Si certaines villes, comme Lyon, durcissent le ton avec des contrôles et des verbalisations renforcées, d’autres collectivités hésitent encore à appliquer strictement la réglementation. Le parallèle avec la crise des Gilets jaunes est frappant : une mesure impopulaire, soutenue par l’exécutif mais largement contestée par une partie de la population, et une application différenciée selon les territoires.
La mobilisation des « gueux » : vers une nouvelle révolte populaire ?
L’initiative d’Alexandre Jardin marque un tournant dans la contestation. Par des manifestations hebdomadaires pacifiques devant les mairies, les « gueux » entendent se faire entendre sans recourir à la violence. Ce mode d’action contraste avec les débordements qui avaient marqué le mouvement des Gilets jaunes, mais pourrait tout autant peser sur l’agenda politique.
Le choix du terme « gueux » est significatif : il renvoie à une classe sociale méprisée, rappelant les revendications des sans-culottes de la Révolution française ou des paysans lors des jacqueries médiévales. Cette rhétorique, qui oppose une élite déconnectée au « peuple réel », pourrait trouver un écho grandissant à mesure que les sanctions liées aux ZFE se durcissent.
Une opportunité pour l’extrême droite ?
Derrière la contestation des ZFE se cache un enjeu électoral majeur. Une étude de l’Ifop montre que le vote en faveur du Rassemblement national (RN) est particulièrement fort parmi les populations dépendantes de la voiture. En 2022, ce vote a atteint 49 % chez ces électeurs, contre 28 % chez ceux n’ayant pas besoin d’un véhicule au quotidien.
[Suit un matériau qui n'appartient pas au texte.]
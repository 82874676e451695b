//! Inbound calls: the engine invoking registered native closures.
//!
//! The engine drives every inbound call through three steps:
//!
//! 1. [`prepare`] a buffer for `argc` wire records and fill it;
//! 2. [`invoke`] the host function, which runs the closure and hands its
//!    result to a continuation function (the inbound direction cannot
//!    return values directly);
//! 3. [`cleanup`] the buffer, exactly once, after `invoke` has returned.
//!
//! Buffers are tracked in a per-thread live table, so `invoke` and `cleanup`
//! reject pointers that did not come from `prepare` or were already freed.

use crate::registry;
use crate::value::{JsFunction, JsValue};
use jsbridge_wire::{violation, BridgeError, HostFuncRef, ObjectRef, RawValue};
use std::cell::RefCell;
use std::collections::BTreeMap;
use std::ptr;
use tracing::{debug, warn};

thread_local! {
    /// Live inbound buffers: base address → capacity in records.
    static LIVE: RefCell<BTreeMap<usize, usize>> = const { RefCell::new(BTreeMap::new()) };
}

/// Allocate a buffer for `argc` wire records.
///
/// Always at least one record wide, so every live buffer has a distinct
/// address even for zero-argument calls. Allocation failure aborts.
pub fn prepare(argc: u32) -> *mut RawValue {
    let capacity = (argc as usize).max(1);
    let buffer = vec![RawValue::UNDEFINED; capacity].into_boxed_slice();
    let base = Box::into_raw(buffer) as *mut RawValue;
    LIVE.with(|live| live.borrow_mut().insert(base as usize, capacity));
    base
}

/// Decode the first `argc` records of a live buffer.
#[allow(clippy::not_unsafe_ptr_arg_deref)]
pub fn inbound_arguments(argv: *const RawValue, argc: u32) -> Vec<JsValue> {
    let capacity = LIVE
        .with(|live| live.borrow().get(&(argv as usize)).copied())
        .unwrap_or_else(|| violation(BridgeError::UnknownBuffer(argv as usize)));
    if argc as usize > capacity {
        violation(BridgeError::BufferOverrun { argc, capacity });
    }
    // SAFETY: `argv` is a live buffer from `prepare` holding `capacity`
    // initialized records, and `argc <= capacity`.
    let records = unsafe { std::slice::from_raw_parts(argv, argc as usize) };
    records.iter().map(JsValue::decode).collect()
}

/// Run host function `handle` on the arguments in `argv` and deliver its
/// result by calling `continuation` with it.
pub fn invoke(handle: HostFuncRef, argv: *const RawValue, argc: u32, continuation: ObjectRef) {
    let arguments = inbound_arguments(argv, argc);
    let body = registry::lookup(handle);
    debug!(handle = %handle, argc, "inbound call");
    let result = body(&arguments);
    if let Err(exception) = JsFunction::from_id(continuation).call(&[result]) {
        warn!(handle = %handle, %exception, "continuation threw; result discarded");
    }
}

/// Free a buffer obtained from [`prepare`]. Freeing it twice is a protocol
/// violation.
#[allow(clippy::not_unsafe_ptr_arg_deref)]
pub fn cleanup(argv: *mut RawValue) {
    let capacity = LIVE
        .with(|live| live.borrow_mut().remove(&(argv as usize)))
        .unwrap_or_else(|| violation(BridgeError::UnknownBuffer(argv as usize)));
    // SAFETY: `argv` was produced by `prepare` as a boxed slice of
    // `capacity` records and has just been removed from the live table, so
    // it is reclaimed exactly once.
    drop(unsafe { Box::from_raw(ptr::slice_from_raw_parts_mut(argv, capacity)) });
}

/// Number of inbound buffers prepared but not yet cleaned up on this thread.
pub fn live_buffer_count() -> usize {
    LIVE.with(|live| live.borrow().len())
}

// ── Exported entry points ───────────────────────────────────────────────────
//
// Panics cannot unwind out of `extern "C"` functions; a protocol violation
// raised below aborts the module.

#[no_mangle]
pub extern "C" fn jsbridge_prepare_host_call(argc: u32) -> *mut RawValue {
    prepare(argc)
}

#[no_mangle]
pub extern "C" fn jsbridge_call_host_function(
    handle: u32,
    argv: *const RawValue,
    argc: u32,
    continuation: u32,
) {
    invoke(HostFuncRef(handle), argv, argc, ObjectRef(continuation));
}

#[no_mangle]
pub extern "C" fn jsbridge_cleanup_host_call(argv: *mut RawValue) {
    cleanup(argv);
}
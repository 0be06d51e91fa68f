use super::graph::{spdx, Graph, Term, RDFS_COMMENT};
use super::node::{parse_checksum, IdResolver, Properties};
use crate::logger::Logger;
use crate::model::datetime::parse_datetime;
use crate::model::{Actor, CreationInfo, ExternalDocumentRef, Version, DEFAULT_DATA_LICENSE};

/// Splits the document URI into namespace and id.
pub(super) fn split_document_uri(document: &Term) -> Result<(String, String), String> {
    match document {
        Term::Iri(uri) => match uri.rsplit_once('#') {
            Some((namespace, id)) if !namespace.is_empty() && !id.is_empty() => {
                Ok((namespace.to_string(), id.to_string()))
            }
            _ => Err(format!(
                "No '#' found in the URI of SpdxDocument, the URI for the SpdxDocument should be the namespace appended by '#SPDXRef-DOCUMENT'. Got: {uri}"
            )),
        },
        other => Err(format!("SpdxDocument {other} must be identified by a URI")),
    }
}

/// Reads the properties of the `spdx:SpdxDocument` node and its nested
/// `spdx:CreationInfo`.
pub(super) fn parse_creation_info(graph: &Graph, document: &Term) -> Result<CreationInfo, Logger> {
    let (namespace, spdx_id) = match split_document_uri(document) {
        Ok(parts) => parts,
        Err(message) => {
            let mut logger = Logger::new();
            logger.append(message);
            return Err(logger);
        }
    };
    let ids = IdResolver::new(namespace.clone(), &[]);
    let mut props = Properties::new(graph, document, &ids);

    let spdx_version = props.required_literal(&spdx("specVersion"));
    let name = props.required_literal(&spdx("name"));
    let data_license = match props.object(&spdx("dataLicense")) {
        Some(Term::Iri(uri)) => ids.license_id(uri),
        Some(_) => props
            .literal(&spdx("dataLicense"))
            .unwrap_or_else(|| DEFAULT_DATA_LICENSE.to_string()),
        None => DEFAULT_DATA_LICENSE.to_string(),
    };
    let document_comment = props.literal(RDFS_COMMENT);

    let mut external_document_refs = Vec::new();
    for node in props.objects(&spdx("externalDocumentRef")) {
        match parse_external_document_ref(graph, node, &ids) {
            Ok(external) => external_document_refs.push(external),
            Err(local) => props.nested("ExternalDocumentRef", local),
        }
    }

    let mut creators = Vec::new();
    let mut created = None;
    let mut creator_comment = None;
    let mut license_list_version = None;
    match props.object(&spdx("creationInfo")) {
        Some(info) => {
            let mut nested = Properties::new(graph, info, &ids);
            for raw in nested.literals(&spdx("creator")) {
                if let Some(actor) = nested.check(&spdx("creator"), raw.parse::<Actor>()) {
                    creators.push(actor);
                }
            }
            if creators.is_empty() && !nested.logger.has_messages() {
                nested.missing(&spdx("creator"));
            }
            created = match nested.required_literal(&spdx("created")) {
                Some(raw) => nested.check(&spdx("created"), parse_datetime(&raw)),
                None => None,
            };
            creator_comment = nested.literal(RDFS_COMMENT);
            license_list_version =
                nested.parse(&spdx("licenseListVersion"), str::parse::<Version>);
            props.logger.extend(nested.logger.into_messages());
        }
        None => props.missing(&spdx("creationInfo")),
    }

    let info = match (spdx_version, name, created) {
        (Some(spdx_version), Some(name), Some(created)) => {
            let mut info =
                CreationInfo::new(spdx_version, spdx_id, name, namespace, creators, created);
            info.data_license = data_license;
            info.document_comment = document_comment;
            info.creator_comment = creator_comment;
            info.license_list_version = license_list_version;
            info.external_document_refs = external_document_refs;
            Some(info)
        }
        _ => None,
    };
    props.finish(info)
}

fn parse_external_document_ref(
    graph: &Graph,
    node: &Term,
    ids: &IdResolver,
) -> Result<ExternalDocumentRef, Logger> {
    let mut props = Properties::new(graph, node, ids);
    let document_ref_id = props.required_literal(&spdx("externalDocumentId"));
    let document_uri = props.required_literal(&spdx("spdxDocument"));
    let checksum = match props.object(&spdx("checksum")) {
        Some(checksum_node) => match parse_checksum(graph, checksum_node, ids) {
            Ok(checksum) => Some(checksum),
            Err(local) => {
                props.nested("Checksum", local);
                None
            }
        },
        None => {
            props.missing(&spdx("checksum"));
            None
        }
    };
    let external = match (document_ref_id, document_uri, checksum) {
        (Some(id), Some(uri), Some(checksum)) => Some(ExternalDocumentRef::new(id, uri, checksum)),
        _ => None,
    };
    props.finish(external)
}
Le parallèle avec la montée du populisme aux États-Unis est éclairant. Comme Alexandre Jardin l’a souligné, les Démocrates américains ont perdu une partie de la classe populaire en imposant des politiques perçues comme technocratiques et déconnectées des réalités du terrain. En France, la rigidité des politiques écologiques pourrait avoir un effet similaire : alimenter une défiance accrue envers les partis traditionnels et renforcer l’attractivité du RN, seul parti à s’être clairement opposé aux ZFE dès 2022.
Vers une refonte des politiques écologiques ?
Les ZFE ne sont pas qu’une simple question de pollution de l’air : elles incarnent un clivage entre urbains et ruraux, riches et pauvres, gouvernants et gouvernés. Comme pour les Gilets jaunes, l’absence d’écoute et de concertation pourrait transformer une contestation en crise sociale majeure.
La question qui se pose désormais au gouvernement est celle de la légitimité de ces mesures. Peut-on imposer une transition écologique sans alternative viable pour les plus précaires ? L’histoire récente montre que le refus d’entendre les signaux d’alerte peut conduire à des crises bien plus profondes. À l’exécutif de décider s’il souhaite désamorcer la colère des « gueux » avant qu’elle ne prenne une ampleur incontrôlable.